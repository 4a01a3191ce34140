//! Run command implementation

use crate::config::Config;
use crate::engine::{seed_strategies, Engine};
use crate::exchange::{ClobClient, ClobConfig, ClobFillResolver};
use crate::signal::HttpSignalSource;
use crate::store::{MemoryStore, OrderStore, StrategyStore};
use crate::sync::OrderEventListener;
use clap::Args;
use std::sync::Arc;
use std::time::Duration;

#[derive(Args, Debug)]
pub struct RunArgs {
    /// Enable verbose output
    #[arg(short, long)]
    pub verbose: bool,
}

impl RunArgs {
    pub async fn execute(&self, config: &Config) -> anyhow::Result<()> {
        // The reference store is process-local; a database-backed
        // implementation of the same traits drops in for deployments
        let store = Arc::new(MemoryStore::new());
        let strategies: Arc<dyn StrategyStore> = store.clone();
        let orders: Arc<dyn OrderStore> = store.clone();

        let seeded = seed_strategies(&strategies, config).await?;
        tracing::info!(seeded, "Strategies ready");

        let exchange = Arc::new(ClobClient::with_config(ClobConfig {
            base_url: config.exchange.clob_base_url.clone(),
            timeout: Duration::from_secs(config.exchange.request_timeout_secs),
            api_key: config.exchange.api_key.clone(),
        }));
        let fills = Arc::new(ClobFillResolver::new(
            config.exchange.clob_base_url.clone(),
            Duration::from_secs(config.exchange.request_timeout_secs),
        ));

        let engine = Engine::new(
            strategies,
            orders.clone(),
            exchange,
            fills,
            config.jobs.clone(),
        );

        if config.push.enabled {
            let listener = OrderEventListener::new(
                config.push.clone(),
                config.exchange.api_key.clone(),
                engine.synchronizer(),
                orders,
            );
            tokio::spawn(async move {
                listener.run().await;
            });
            tracing::info!("Push-event fast path enabled");
        }

        let signal_source = config.signals.source_url.as_ref().map(|url| {
            Arc::new(HttpSignalSource::new(
                url.clone(),
                Duration::from_secs(config.signals.request_timeout_secs),
            )) as Arc<dyn crate::signal::SignalSource>
        });
        if signal_source.is_none() {
            tracing::warn!("No signal source configured; running sync and reconcile only");
        }

        tracing::info!("Engine starting");
        tokio::select! {
            _ = engine.run(signal_source) => {}
            _ = tokio::signal::ctrl_c() => {
                tracing::info!("Shutdown requested; in-flight work resumes next start");
            }
        }

        Ok(())
    }
}
//! Signal types
//!
//! A signal is one simulated trade emitted by the external producer. The
//! engine treats signals as read-only input and must tolerate the same
//! signal being redelivered: `(strategy_id, source_trade_id)` is processed
//! at most once.

use crate::error::{EngineError, Result};
use async_trait::async_trait;
use chrono::{DateTime, Utc};
use rust_decimal::Decimal;
use serde::{Deserialize, Serialize};

/// Trading side
#[derive(Debug, Clone, Copy, PartialEq, Eq, Serialize, Deserialize)]
#[serde(rename_all = "lowercase")]
pub enum Side {
    /// Buy outcome tokens
    Buy,
    /// Sell outcome tokens
    Sell,
}

/// A simulated trade to mirror with real capital
#[derive(Debug, Clone, Serialize, Deserialize)]
pub struct Signal {
    /// Idempotency key assigned by the producer
    pub source_trade_id: String,
    /// Market (condition) identifier
    pub market_id: String,
    /// Outcome token the simulated strategy traded
    pub token_id: String,
    /// Trade direction
    pub side: Side,
    /// Price the simulated strategy traded at
    pub suggested_price: Decimal,
    /// Dollar size the simulated strategy traded
    pub suggested_size_usd: Decimal,
    /// When the simulated trade happened
    pub timestamp: DateTime<Utc>,
}

impl Signal {
    /// Reject malformed signals before any capital or exchange interaction
    pub fn validate(&self) -> Result<()> {
        if self.source_trade_id.is_empty() {
            return Err(EngineError::Validation("empty source_trade_id".into()));
        }
        if self.market_id.is_empty() || self.token_id.is_empty() {
            return Err(EngineError::Validation("missing market identifiers".into()));
        }
        if self.suggested_price <= Decimal::ZERO || self.suggested_price >= Decimal::ONE {
            return Err(EngineError::Validation(format!(
                "price {} outside (0, 1)",
                self.suggested_price
            )));
        }
        if self.suggested_size_usd <= Decimal::ZERO {
            return Err(EngineError::Validation(format!(
                "non-positive size {}",
                self.suggested_size_usd
            )));
        }
        Ok(())
    }
}

/// External signal producer seam
///
/// Implementations must tolerate being polled repeatedly and may redeliver
/// signals already seen; dedup happens downstream in the risk gate.
#[async_trait]
pub trait SignalSource: Send + Sync {
    /// Fetch recent signals for one mirrored source
    async fn poll(&self, mirrored_source: &str) -> anyhow::Result<Vec<Signal>>;
}

/// Polls the signal producer over HTTP
pub struct HttpSignalSource {
    base_url: String,
    client: reqwest::Client,
}

impl HttpSignalSource {
    /// Create a source polling the given base URL
    pub fn new(base_url: impl Into<String>, timeout: std::time::Duration) -> Self {
        let client = reqwest::Client::builder()
            .timeout(timeout)
            .build()
            .expect("Failed to create HTTP client");
        Self {
            base_url: base_url.into(),
            client,
        }
    }
}

#[async_trait]
impl SignalSource for HttpSignalSource {
    async fn poll(&self, mirrored_source: &str) -> anyhow::Result<Vec<Signal>> {
        let url = format!("{}/signals", self.base_url);

        let response = self
            .client
            .get(&url)
            .query(&[("source", mirrored_source)])
            .send()
            .await?;

        if !response.status().is_success() {
            let status = response.status();
            let body = response.text().await.unwrap_or_default();
            anyhow::bail!("Signal producer error: {} - {}", status, body);
        }

        let signals: Vec<Signal> = response.json().await?;
        tracing::debug!(
            source = mirrored_source,
            count = signals.len(),
            "Polled signal producer"
        );
        Ok(signals)
    }
}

- - -

EXERCISE DETAILS: For this exercise, return the material above in full and exactly.

TASK ANSWER:
repository 4a01a3191ce34140
//! Run command implementation

use crate::config::Config;
use crate::engine::{seed_strategies, Engine};
use crate::exchange::{ClobClient, ClobConfig, ClobFillResolver};
use crate::signal::HttpSignalSource;
use crate::store::{MemoryStore, OrderStore, StrategyStore};
use crate::sync::OrderEventListener;
use clap::Args;
use std::sync::Arc;
use std::time::Duration;

#[derive(Args, Debug)]
pub struct RunArgs {
    /// Enable verbose output
    #[arg(short, long)]
    pub verbose: bool,
}

impl RunArgs {
    pub async fn execute(&self, config: &Config) -> anyhow::Result<()> {
        // The reference store is process-local; a database-backed
        // implementation of the same traits drops in for deployments
        let store = Arc::new(MemoryStore::new());
        let strategies: Arc<dyn StrategyStore> = store.clone();
        let orders: Arc<dyn OrderStore> = store.clone();

        let seeded = seed_strategies(&strategies, config).await?;
        tracing::info!(seeded, "Strategies ready");

        let exchange = Arc::new(ClobClient::with_config(ClobConfig {
            base_url: config.exchange.clob_base_url.clone(),
            timeout: Duration::from_secs(config.exchange.request_timeout_secs),
            api_key: config.exchange.api_key.clone(),
        }));
        let fills = Arc::new(ClobFillResolver::new(
            config.exchange.clob_base_url.clone(),
            Duration::from_secs(config.exchange.request_timeout_secs),
        ));

        let engine = Engine::new(
            strategies,
            orders.clone(),
            exchange,
            fills,
            config.jobs.clone(),
        );

        if config.push.enabled {
            let listener = OrderEventListener::new(
                config.push.clone(),
                config.exchange.api_key.clone(),
                engine.synchronizer(),
                orders,
            );
            tokio::spawn(async move {
                listener.run().await;
            });
            tracing::info!("Push-event fast path enabled");
        }

        let signal_source = config.signals.source_url.as_ref().map(|url| {
            Arc::new(HttpSignalSource::new(
                url.clone(),
                Duration::from_secs(config.signals.request_timeout_secs),
            )) as Arc<dyn crate::signal::SignalSource>
        });
        if signal_source.is_none() {
            tracing::warn!("No signal source configured; running sync and reconcile only");
        }

        tracing::info!("Engine starting");
        tokio::select! {
            _ = engine.run(signal_source) => {}
            _ = tokio::signal::ctrl_c() => {
                tracing::info!("Shutdown requested; in-flight work resumes next start");
            }
        }

        Ok(())
    }
}
//! Signal types
//!
//! A signal is one simulated trade emitted by the external producer. The
//! engine treats signals as read-only input and must tolerate the same
//! signal being redelivered: `(strategy_id, source_trade_id)` is processed
//! at most once.

use crate::error::{EngineError, Result};
use async_trait::async_trait;
use chrono::{DateTime, Utc};
use rust_decimal::Decimal;
use serde::{Deserialize, Serialize};

/// Trading side
#[derive(Debug, Clone, Copy, PartialEq, Eq, Serialize, Deserialize)]
#[serde(rename_all = "lowercase")]
pub enum Side {
    /// Buy outcome tokens
    Buy,
    /// Sell outcome tokens
    Sell,
}

/// A simulated trade to mirror with real capital
#[derive(Debug, Clone, Serialize, Deserialize)]
pub struct Signal {
    /// Idempotency key assigned by the producer
    pub source_trade_id: String,
    /// Market (condition) identifier
    pub market_id: String,
    /// Outcome token the simulated strategy traded
    pub token_id: String,
    /// Trade direction
    pub side: Side,
    /// Price the simulated strategy traded at
    pub suggested_price: Decimal,
    /// Dollar size the simulated strategy traded
    pub suggested_size_usd: Decimal,
    /// When the simulated trade happened
    pub timestamp: DateTime<Utc>,
}

impl Signal {
    /// Reject malformed signals before any capital or exchange interaction
    pub fn validate(&self) -> Result<()> {
        if self.source_trade_id.is_empty() {
            return Err(EngineError::Validation("empty source_trade_id".into()));
        }
        if self.market_id.is_empty() || self.token_id.is_empty() {
            return Err(EngineError::Validation("missing market identifiers".into()));
        }
        if self.suggested_price <= Decimal::ZERO || self.suggested_price >= Decimal::ONE {
            return Err(EngineError::Validation(format!(
                "price {} outside (0, 1)",
                self.suggested_price
            )));
        }
        if self.suggested_size_usd <= Decimal::ZERO {
            return Err(EngineError::Validation(format!(
                "non-positive size {}",
                self.suggested_size_usd
            )));
        }
        Ok(())
    }
}

/// External signal producer seam
///
/// Implementations must tolerate being polled repeatedly and may redeliver
/// signals already seen; dedup happens downstream in the risk gate.
#[async_trait]
pub trait SignalSource: Send + Sync {
    /// Fetch recent signals for one mirrored source
    async fn poll(&self, mirrored_source: &str) -> anyhow::Result<Vec<Signal>>;
}

/// Polls the signal producer over HTTP
pub struct HttpSignalSource {
    base_url: String,
    client: reqwest::Client,
}

impl HttpSignalSource {
    /// Create a source polling the given base URL
    pub fn new(base_url: impl Into<String>, timeout: std::time::Duration) -> Self {
        let client = reqwest::Client::builder()
            .timeout(timeout)
            .build()
            .expect("Failed to create HTTP client");
        Self {
            base_url: base_url.into(),
            client,
        }
    }
}

#[async_trait]
impl SignalSource for HttpSignalSource {
    async fn poll(&self, mirrored_source: &str) -> anyhow::Result<Vec<Signal>> {
        let url = format!("{}/signals", self.base_url);

        let response = self
            .client
            .get(&url)
            .query(&[("source", mirrored_source)])
            .send()
            .await?;

        if !response.status().is_success() {
            let status = response.status();
            let body = response.text().await.unwrap_or_default();
            anyhow::bail!("Signal producer error: {} - {}", status, body);
        }

        let signals: Vec<Signal> = response.json().await?;
        tracing::debug!(
            source = mirrored_source,
            count = signals.len(),
            "Polled signal producer"
        );
        Ok(signals)
    }
}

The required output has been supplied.